EXACTLY the same i've seen so far.







Shelma1

« Reply #45 on: May 14, 2015, 06:12 »
0
A response to request from one photographer, with the classic video "pay the writer:"

http://tomasvh.com/response-to-requests-for-free-use-of-photography/

« Reply #46 on: May 15, 2015, 06:07 »
+1


ShadySue

« Reply #47 on: May 15, 2015, 06:14 »
+1
Be Careful When a Big Brand Asks for Your Photo

http://petapixel.com/2015/05/14/be-careful-when-a-big-brand-asks-for-your-photo/


So MillerLite wanted use the image on a television commercial but didn't ask for  releases?
H*ll, as you say: "Be careful".
I wouldn't even consider giving a 'big brand' a pic to use on their fan page/whatever.
« Last Edit: May 15, 2015, 06:26 by ShadySue »

Fudio

« Reply #48 on: May 15, 2015, 06:18 »
+1
Be Careful When a Big Brand Asks for Your Photo

http://petapixel.com/2015/05/14/be-careful-when-a-big-brand-asks-for-your-photo/


Totally understandable. A fledgling company like SABMiller can hardly be expected to pay for promotional material.

Hobostocker

    This user is banned.
« Reply #49 on: May 16, 2015, 02:37 »
0
Be Careful When a Big Brand Asks for Your Photo

http://petapixel.com/2015/05/14/be-careful-when-a-big-brand-asks-for-your-photo/


Totally understandable. A fledgling company like SABMiller can hardly be expected to pay for promotional material.
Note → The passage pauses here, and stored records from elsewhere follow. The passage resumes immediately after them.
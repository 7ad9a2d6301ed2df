// Presentation layer - HTTP surface and page rendering
pub mod app_state;
pub mod handlers;
pub mod landing;
pub mod router;
// Chart model for the water quality panel: fixed axes and monotone line paths
use super::telemetry::{Metric, WaterReading};
use serde::Serialize;
use std::fmt::Write as _;

/// Closed numeric range of a y axis.
#[derive(Debug, Clone, Copy, PartialEq, Serialize)]
pub struct Domain {
    pub min: f64,
    pub max: f64,
}

impl Domain {
    pub const fn new(min: f64, max: f64) -> Self {
        Self { min, max }
    }

    pub fn covers(&self, low: f64, high: f64) -> bool {
        self.min <= low && high <= self.max
    }

    pub fn contains(&self, value: f64) -> bool {
        self.covers(value, value)
    }

    /// Position of `value` in the domain as a fraction, clamped to [0, 1].
    pub fn normalize(&self, value: f64) -> f64 {
        let span = self.max - self.min;
        if span <= 0.0 {
            return 0.5;
        }
        ((value - self.min) / span).clamp(0.0, 1.0)
    }
}

#[derive(Debug, Clone, Copy, PartialEq, Eq, Serialize)]
#[serde(rename_all = "lowercase")]
pub enum Orientation {
    Left,
    Right,
}

#[derive(Debug, Clone, PartialEq, Serialize)]
pub struct YAxis {
    pub id: &'static str,
    pub orientation: Orientation,
    pub domain: Domain,
}

#[derive(Debug, Clone, PartialEq, Serialize)]
#[serde(rename_all = "camelCase")]
pub struct LineSeries {
    pub metric: Metric,
    pub name: &'static str,
    pub color: &'static str,
    pub axis_id: &'static str,
    pub stroke_width: u32,
}

#[derive(Debug, Clone, PartialEq, Serialize)]
#[serde(rename_all = "camelCase")]
pub struct ChartSpec {
    pub x_key: &'static str,
    pub y_axes: Vec<YAxis>,
    pub lines: Vec<LineSeries>,
    pub caption: &'static str,
}

/// Pixel rectangle the lines are drawn into.
#[derive(Debug, Clone, Copy, PartialEq)]
pub struct PlotBox {
    pub x: f64,
    pub y: f64,
    pub width: f64,
    pub height: f64,
}

impl PlotBox {
    pub const fn new(x: f64, y: f64, width: f64, height: f64) -> Self {
        Self {
            x,
            y,
            width,
            height,
        }
    }

    /// x position of category `index` out of `count`, spread edge to edge.
    pub fn category_x(&self, index: usize, count: usize) -> f64 {
        if count <= 1 {
            return self.x + self.width / 2.0;
        }
        self.x + self.width * index as f64 / (count - 1) as f64
    }

    pub fn value_y(&self, domain: &Domain, value: f64) -> f64 {
        self.y + self.height * (1.0 - domain.normalize(value))
    }
}

pub const TEMPERATURE_DOMAIN: Domain = Domain::new(24.8, 25.8);
pub const OXYGEN_DOMAIN: Domain = Domain::new(7.0, 8.6);

/// Temperature and dissolved oxygen against time, each on its own axis.
pub fn water_quality_chart() -> ChartSpec {
    ChartSpec {
        x_key: "t",
        y_axes: vec![
            YAxis {
                id: "left",
                orientation: Orientation::Left,
                domain: TEMPERATURE_DOMAIN,
            },
            YAxis {
                id: "right",
                orientation: Orientation::Right,
                domain: OXYGEN_DOMAIN,
            },
        ],
        lines: vec![
            LineSeries {
                metric: Metric::Temperature,
                name: "温度",
                color: "#38bdf8",
                axis_id: "left",
                stroke_width: 2,
            },
            LineSeries {
                metric: Metric::DissolvedOxygen,
                name: "溶解氧",
                color: "#818cf8",
                axis_id: "right",
                stroke_width: 2,
            },
        ],
        caption: "实时水质：温度 / 溶解氧",
    }
}

impl ChartSpec {
    pub fn axis(&self, id: &str) -> Option<&YAxis> {
        self.y_axes.iter().find(|axis| axis.id == id)
    }

    /// Screen points for one line. Lines bound to an unknown axis yield nothing.
    pub fn points(
        &self,
        line: &LineSeries,
        readings: &[WaterReading],
        plot: &PlotBox,
    ) -> Vec<(f64, f64)> {
        let Some(axis) = self.axis(line.axis_id) else {
            return Vec::new();
        };
        readings
            .iter()
            .enumerate()
            .map(|(i, reading)| {
                (
                    plot.category_x(i, readings.len()),
                    plot.value_y(&axis.domain, line.metric.value(reading)),
                )
            })
            .collect()
    }

    /// SVG path data for one line inside `plot`, drawn as a monotone curve.
    pub fn path(&self, line: &LineSeries, readings: &[WaterReading], plot: &PlotBox) -> String {
        monotone_path(&self.points(line, readings, plot))
    }
}

fn linear_path(points: &[(f64, f64)]) -> String {
    let mut d = String::new();
    for (i, (x, y)) in points.iter().enumerate() {
        let cmd = if i == 0 { 'M' } else { 'L' };
        let _ = write!(d, "{cmd}{x:.2},{y:.2}");
    }
    d
}

fn sign(v: f64) -> f64 {
    if v < 0.0 { -1.0 } else { 1.0 }
}

/// Tangent at the middle point of three, limited so the curve never
/// overshoots its neighbours (Fritsch-Carlson style).
fn interior_slope(p0: (f64, f64), p1: (f64, f64), p2: (f64, f64)) -> f64 {
    let h0 = p1.0 - p0.0;
    let h1 = p2.0 - p1.0;
    if h0 == 0.0 || h1 == 0.0 {
        return 0.0;
    }
    let s0 = (p1.1 - p0.1) / h0;
    let s1 = (p2.1 - p1.1) / h1;
    let p = (s0 * h1 + s1 * h0) / (h0 + h1);
    let slope = (sign(s0) + sign(s1)) * s0.abs().min(s1.abs()).min(0.5 * p.abs());
    if slope.is_finite() { slope } else { 0.0 }
}

/// One-sided tangent at an end point, from its neighbour's tangent.
fn end_slope(p0: (f64, f64), p1: (f64, f64), neighbour: f64) -> f64 {
    let h = p1.0 - p0.0;
    if h == 0.0 {
        return neighbour;
    }
    (3.0 * (p1.1 - p0.1) / h - neighbour) / 2.0
}

/// Monotone cubic interpolation in x, as cubic Bezier segments.
fn monotone_path(points: &[(f64, f64)]) -> String {
    if points.len() < 3 {
        return linear_path(points);
    }

    let n = points.len();
    let mut tangents = vec![0.0; n];
    for i in 1..n - 1 {
        tangents[i] = interior_slope(points[i - 1], points[i], points[i + 1]);
    }
    tangents[0] = end_slope(points[0], points[1], tangents[1]);
    tangents[n - 1] = end_slope(points[n - 2], points[n - 1], tangents[n - 2]);

    let mut d = String::new();
    let (x0, y0) = points[0];
    let _ = write!(d, "M{x0:.2},{y0:.2}");
    for i in 1..n {
        let (xa, ya) = points[i - 1];
        let (xb, yb) = points[i];
        let dx = (xb - xa) / 3.0;
        let _ = write!(
            d,
            "C{:.2},{:.2},{:.2},{:.2},{xb:.2},{yb:.2}",
            xa + dx,
            ya + dx * tangents[i - 1],
            xb - dx,
            yb - dx * tangents[i],
        );
    }
    d
}

#[cfg(test)]
mod tests {
    use super::*;
    use crate::domain::telemetry::WATER_QUALITY;

    const PLOT: PlotBox = PlotBox::new(40.0, 10.0, 400.0, 160.0);

    fn numbers(path: &str) -> Vec<f64> {
        path.split(|c: char| c.is_ascii_alphabetic() || c == ',')
            .filter(|s| !s.is_empty())
            .map(|s| s.parse().unwrap())
            .collect()
    }

    #[test]
    fn test_axis_domains_are_fixed() {
        let chart = water_quality_chart();
        let temp = chart.axis("left").unwrap();
        let oxygen = chart.axis("right").unwrap();
        assert!(temp.domain.covers(24.8, 25.8));
        assert!(oxygen.domain.covers(7.0, 8.6));
        assert_eq!(oxygen.orientation, Orientation::Right);
    }

    #[test]
    fn test_series_fits_inside_domains() {
        let chart = water_quality_chart();
        for line in &chart.lines {
            let domain = chart.axis(line.axis_id).unwrap().domain;
            assert!(WATER_QUALITY.iter().all(|r| domain.contains(line.metric.value(r))));
        }
    }

    #[test]
    fn test_points_map_to_plot() {
        let chart = water_quality_chart();
        let temp = &chart.lines[0];
        let points = chart.points(temp, &WATER_QUALITY, &PLOT);
        assert_eq!(points.len(), 6);
        assert_eq!(points[0].0, 40.0);
        assert_eq!(points[5].0, 440.0);
        // 25.1 sits 30% up a 24.8..25.8 axis
        assert!((points[0].1 - (10.0 + 160.0 * 0.7)).abs() < 1e-9);
    }

    #[test]
    fn test_out_of_domain_values_clamp() {
        let domain = Domain::new(7.0, 8.6);
        assert_eq!(PLOT.value_y(&domain, 99.0), PLOT.y);
        assert_eq!(PLOT.value_y(&domain, -1.0), PLOT.y + PLOT.height);
    }

    #[test]
    fn test_monotone_path_shape() {
        let chart = water_quality_chart();
        for line in &chart.lines {
            let d = chart.path(line, &WATER_QUALITY, &PLOT);
            assert!(d.starts_with('M'));
            assert_eq!(d.matches('C').count(), WATER_QUALITY.len() - 1);
            let values = numbers(&d);
            // control points stay inside the plot for this data
            for pair in values.chunks(2) {
                assert!(pair[1] >= PLOT.y - 1e-6 && pair[1] <= PLOT.y + PLOT.height + 1e-6);
            }
        }
    }

    #[test]
    fn test_monotone_flat_at_local_extremum() {
        let points = [(0.0, 10.0), (10.0, 0.0), (20.0, 10.0)];
        assert_eq!(interior_slope(points[0], points[1], points[2]), 0.0);
        let d = monotone_path(&points);
        // control points next to the minimum share its y
        assert!(d.contains("C3.33,"), "{d}");
        assert!(d.contains("6.67,0.00,10.00,0.00"), "{d}");
    }

    #[test]
    fn test_short_series_falls_back_to_lines() {
        assert_eq!(monotone_path(&[(0.0, 1.0), (2.0, 3.0)]), "M0.00,1.00L2.00,3.00");
        assert_eq!(monotone_path(&[]), "");
    }

    #[test]
    fn test_unknown_axis_draws_nothing() {
        let chart = water_quality_chart();
        let mut stray = chart.lines[0].clone();
        stray.axis_id = "ph";
        assert!(chart.path(&stray, &WATER_QUALITY, &PLOT).is_empty());
    }
}
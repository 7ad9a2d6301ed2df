// Static asset hosting from the document root
use axum::{
    extract::Request,
    http::StatusCode,
    middleware::Next,
    response::{IntoResponse, Response},
};
use std::path::Path;
use tower_http::services::ServeDir;

/// Serve files under `root` with content types guessed from the extension.
/// Paths that resolve to nothing get a plain 404.
pub fn static_service(root: &Path) -> ServeDir {
    ServeDir::new(root).append_index_html_on_directories(true)
}

/// Whether the document root ships its own landing page.
pub fn has_index_page(root: &Path) -> bool {
    root.join("index.html").is_file()
}

/// True when any path segment, after percent-decoding, starts with a dot.
pub fn is_hidden_path(path: &str) -> bool {
    path.split('/').any(|segment| {
        let decoded = urlencoding::decode(segment)
            .map(|s| s.into_owned())
            .unwrap_or_else(|_| segment.to_string());
        decoded.starts_with('.')
    })
}

/// Answer 404 for dotfiles and dot-directories (`.env`, `.git/...`) so the
/// document root never exposes them.
pub async fn hide_dotfiles(request: Request, next: Next) -> Response {
    if is_hidden_path(request.uri().path()) {
        tracing::debug!(path = %request.uri().path(), "Refusing hidden path");
        return StatusCode::NOT_FOUND.into_response();
    }
    next.run(request).await
}

#[cfg(test)]
mod tests {
    use super::*;

    #[test]
    fn test_has_index_page() {
        let dir = tempfile::tempdir().unwrap();
        assert!(!has_index_page(dir.path()));
        std::fs::write(dir.path().join("index.html"), "<h1>hi</h1>").unwrap();
        assert!(has_index_page(dir.path()));
    }

    #[test]
    fn test_hidden_paths() {
        assert!(is_hidden_path("/.env"));
        assert!(is_hidden_path("/.git/config"));
        assert!(is_hidden_path("/assets/.secret/key.pem"));
        assert!(is_hidden_path("/%2eenv"));
        assert!(!is_hidden_path("/"));
        assert!(!is_hidden_path("/index.html"));
        assert!(!is_hidden_path("/assets/site.v2.css"));
    }
}
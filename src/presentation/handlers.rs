// HTTP request handlers
use crate::application::page_session::{PageQuery, PageSession};
use crate::application::token_source::TokenPayload;
use crate::domain::chart::{ChartSpec, water_quality_chart};
use crate::domain::telemetry::{WATER_QUALITY, WaterReading};
use crate::presentation::app_state::AppState;
use crate::presentation::landing::render_landing;
use axum::{
    Json,
    extract::{Query, State},
    response::Html,
};
use chrono::Datelike;
use secrecy::ExposeSecret;
use serde::Serialize;
use std::sync::Arc;

#[derive(Serialize)]
pub struct WaterQualityResponse {
    pub chart: ChartSpec,
    pub readings: &'static [WaterReading],
}

/// Health check endpoint
pub async fn health_check() -> &'static str {
    "ok"
}

/// Hand the configured assistant token to the page
pub async fn get_coze_token(State(state): State<Arc<AppState>>) -> Json<TokenPayload> {
    Json(TokenPayload {
        token: state.coze_api_key.expose_secret().to_string(),
    })
}

/// Chart description and mock readings for client-side rendering
pub async fn water_quality() -> Json<WaterQualityResponse> {
    Json(WaterQualityResponse {
        chart: water_quality_chart(),
        readings: &WATER_QUALITY,
    })
}

/// Server-rendered landing page; widget state travels in the query string.
/// A query that fails to parse renders the default page. The assistant token
/// is fetched once per page load; without it the page renders degraded.
pub async fn landing_page(
    State(state): State<Arc<AppState>>,
    query: Option<Query<PageQuery>>,
) -> Html<String> {
    let query = query.map(|Query(q)| q).unwrap_or_default();
    let mut session = PageSession::from_query(&query);
    session.bootstrap(state.tokens.as_ref()).await;
    Html(render_landing(&session, chrono::Local::now().year()))
}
well, a marketer would tell you to "jump on this opportunity" .. and to contact other big clients with SABmiller in your portfolio ... problem is, marketers tend to be out of touch with reality and clients won't maybe give a sh-it about your CV anyway as they tend to hire creatives just because they've been recommended by other insiders in the industry, in short there's zero guarantee that a CV filled with big famous brands translates in future assignment opportunities.